Combater a Pandemia com certeza é mais urgente do que discutir o nome dela, não acham? Como se “gripe mexicana” não fosse ofensivo.

Fonte: SOL
Via:  Portal Ateu

Entre quezílias e guerras santas, tudo e mais alguma coisa separa e divide os povos, começando pelas religiões monoteístas. Mas o que realmente mais diferencia o mundo cristão dos muçulmanos e judeus é o consumo da carne de um certo animal da raça suína, termo que surge no centro de mais uma polémica.

Não sei se isto é mais um fait divers associado ao animal proibido ou uma maneira de se criar um incidente diplomático, pois o que o homem citado mais abaixo faz é chamar “suínos” aos mexicanos.

«Um membro do governo israelita pediu ao jornalistas e ao público deixarem de se referir à ‘gripe suína’, passando a utilizar o termo ‘gripe mexicana‘ (…)

O pedido foi feito à margem de uma conferência de imprensa sobre dois casos suspeitos de gripe suína em Israel. O vice-ministro Yakov Litzman lembrou que qualquer referência ao porco é passível de ser considerada ofensiva por muitos judeus e muçulmanos, uma vez que aquele animal é considerado uma criatura impura pelas duas culturas.

Em alternativa, Litzman sugere o termo ‘gripe mexicana’. No entanto, esse mesmo termo também pode ser considerado ofensivo, desta vez pelos mexicanos. (…)  [Sol]

Que me lembre, a Índia não se queixou da doença das vacas loucas.

Chumbo GrossoResta saber se o imã ou rabi das dioceses locais mandam para o inferno indivíduos que apanhem a citada gripe, nomeadamente se ainda for denominada de “suína”. Mas claro que outros nomes se podem arranjar, tais como “sombrera” , “margarita”, “quesadilha”, “chili” ou “mariachi”. 

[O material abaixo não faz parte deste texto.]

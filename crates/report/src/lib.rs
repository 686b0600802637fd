//! Report persistence and the per-level processing flow.
//!
//! `report-sink` sits at the collaborator boundary of the metrics engine: it
//! takes a finished [`metrics_core::Report`], renders it for the operator log,
//! and persists it as pretty JSON named after the source level under a
//! configurable output directory. It also provides the batch flow that keeps
//! one level's failure from stopping the rest.
pub mod batch;
pub mod error;
pub mod writer;

pub use batch::{LevelOutcome, process_batch, process_level};
pub use error::SinkError;
pub use writer::{ReportWriter, render_pretty};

Eu mesmo que quisesse não conseguia ser judeu ou muçulmano, pois mais importante para mim do que a salvação eterna é o consumo de jamon iberico, leitão à bairrada, porco preto do montado, pezinhos de coentrada, grelhadas mistas, paio, farinheira, cacholeira, entrecosto em vinha d’alhos, com migas à alentejana, no cozido à portuguesa, sarrabulho, feijoada, orelheira, etc etc…

E bem dizia o meu (falecido) avô, “abençoado animal que nasceu para ser comido da ponta do focinho à ponta do rabo”. Merece ser venerado por tal!